[DATASET RECORDS — start]
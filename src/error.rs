use axum::{
    http::StatusCode,
    response::{IntoResponse, Response},
    Json,
};
use diesel::result::DatabaseErrorKind;
use serde::Serialize;
use std::fmt::Display;

use crate::{generation::GenerationError, policy::Denied};

pub type AppResult<T> = Result<T, AppError>;

#[derive(Debug)]
pub struct AppError {
    status: StatusCode,
    message: String,
}

impl AppError {
    pub fn new(status: StatusCode, message: impl Into<String>) -> Self {
        Self {
            status,
            message: message.into(),
        }
    }

    pub fn bad_request(message: impl Into<String>) -> Self {
        Self::new(StatusCode::BAD_REQUEST, message)
    }

    pub fn unauthorized() -> Self {
        Self::new(StatusCode::UNAUTHORIZED, "unauthorized")
    }

    pub fn forbidden() -> Self {
        Self::new(
            StatusCode::FORBIDDEN,
            "you do not have permission to perform this action",
        )
    }

    pub fn not_found() -> Self {
        Self::new(StatusCode::NOT_FOUND, "resource not found")
    }

    pub fn not_found_with(message: impl Into<String>) -> Self {
        Self::new(StatusCode::NOT_FOUND, message)
    }

    pub fn internal<E: Display>(error: E) -> Self {
        Self::new(StatusCode::INTERNAL_SERVER_ERROR, error.to_string())
    }

    pub fn status(&self) -> StatusCode {
        self.status
    }

    pub fn message(&self) -> &str {
        &self.message
    }
}

impl IntoResponse for AppError {
    fn into_response(self) -> Response {
        let status = self.status;
        let body = Json(ErrorResponse {
            error: self.message,
        });
        (status, body).into_response()
    }
}

#[derive(Serialize)]
struct ErrorResponse {
    error: String,
}

impl From<diesel::result::Error> for AppError {
    fn from(value: diesel::result::Error) -> Self {
        match value {
            diesel::result::Error::NotFound => AppError::not_found(),
            diesel::result::Error::DatabaseError(DatabaseErrorKind::UniqueViolation, info) => {
                AppError::bad_request(format!("duplicate value: {}", info.message()))
            }
            diesel::result::Error::DatabaseError(DatabaseErrorKind::ForeignKeyViolation, _) => {
                AppError::bad_request("referenced record does not exist")
            }
            diesel::result::Error::DatabaseError(DatabaseErrorKind::CheckViolation, info) => {
                AppError::bad_request(format!("invalid value: {}", info.message()))
            }
            _ => AppError::internal(value),
        }
    }
}

impl From<Denied> for AppError {
    fn from(_: Denied) -> Self {
        AppError::forbidden()
    }
}

impl From<GenerationError> for AppError {
    fn from(value: GenerationError) -> Self {
        tracing::error!(error = %value, "text generation failed");
        AppError::new(StatusCode::INTERNAL_SERVER_ERROR, "text generation failed")
    }
}

impl From<jsonwebtoken::errors::Error> for AppError {
    fn from(value: jsonwebtoken::errors::Error) -> Self {
        AppError::internal(value)
    }
}

impl From<anyhow::Error> for AppError {
    fn from(value: anyhow::Error) -> Self {
        AppError::internal(value)
    }
}

impl From<std::io::Error> for AppError {
    fn from(value: std::io::Error) -> Self {
        AppError::internal(value)
    }
}

impl From<serde_json::Error> for AppError {
    fn from(value: serde_json::Error) -> Self {
        AppError::internal(value)
    }
}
[DATASET RECORDS — finish]
WHAT THE TASK ASKS
When you reach the end of the data, retype all of it exactly.

TASK SOLUTION
filename src/error.rs
use axum::{
    http::StatusCode,
    response::{IntoResponse, Response},
    Json,
};
use diesel::result::DatabaseErrorKind;
use serde::Serialize;
use std::fmt::Display;

use crate::{generation::GenerationError, policy::Denied};

pub type AppResult<T> = Result<T, AppError>;

#[derive(Debug)]
pub struct AppError {
    status: StatusCode,
    message: String,
}

impl AppError {
    pub fn new(status: StatusCode, message: impl Into<String>) -> Self {
        Self {
            status,
            message: message.into(),
        }
    }

    pub fn bad_request(message: impl Into<String>) -> Self {
        Self::new(StatusCode::BAD_REQUEST, message)
    }

    pub fn unauthorized() -> Self {
        Self::new(StatusCode::UNAUTHORIZED, "unauthorized")
    }

    pub fn forbidden() -> Self {
        Self::new(
            StatusCode::FORBIDDEN,
            "you do not have permission to perform this action",
        )
    }

    pub fn not_found() -> Self {
        Self::new(StatusCode::NOT_FOUND, "resource not found")
    }

    pub fn not_found_with(message: impl Into<String>) -> Self {
        Self::new(StatusCode::NOT_FOUND, message)
    }

    pub fn internal<E: Display>(error: E) -> Self {
        Self::new(StatusCode::INTERNAL_SERVER_ERROR, error.to_string())
    }

    pub fn status(&self) -> StatusCode {
        self.status
    }

    pub fn message(&self) -> &str {
        &self.message
    }
}

impl IntoResponse for AppError {
    fn into_response(self) -> Response {
        let status = self.status;
        let body = Json(ErrorResponse {
            error: self.message,
        });
        (status, body).into_response()
    }
}

#[derive(Serialize)]
struct ErrorResponse {
    error: String,
}

impl From<diesel::result::Error> for AppError {
    fn from(value: diesel::result::Error) -> Self {
        match value {
            diesel::result::Error::NotFound => AppError::not_found(),
            diesel::result::Error::DatabaseError(DatabaseErrorKind::UniqueViolation, info) => {
                AppError::bad_request(format!("duplicate value: {}", info.message()))
            }
            diesel::result::Error::DatabaseError(DatabaseErrorKind::ForeignKeyViolation, _) => {
                AppError::bad_request("referenced record does not exist")
            }
            diesel::result::Error::DatabaseError(DatabaseErrorKind::CheckViolation, info) => {
                AppError::bad_request(format!("invalid value: {}", info.message()))
            }
            _ => AppError::internal(value),
        }
    }
}

impl From<Denied> for AppError {
    fn from(_: Denied) -> Self {
        AppError::forbidden()
    }
}

impl From<GenerationError> for AppError {
    fn from(value: GenerationError) -> Self {
        tracing::error!(error = %value, "text generation failed");
        AppError::new(StatusCode::INTERNAL_SERVER_ERROR, "text generation failed")
    }
}

impl From<jsonwebtoken::errors::Error> for AppError {
    fn from(value: jsonwebtoken::errors::Error) -> Self {
        AppError::internal(value)
    }
}

impl From<anyhow::Error> for AppError {
    fn from(value: anyhow::Error) -> Self {
        AppError::internal(value)
    }
}

impl From<std::io::Error> for AppError {
    fn from(value: std::io::Error) -> Self {
        AppError::internal(value)
    }
}

impl From<serde_json::Error> for AppError {
    fn from(value: serde_json::Error) -> Self {
        AppError::internal(value)
    }
}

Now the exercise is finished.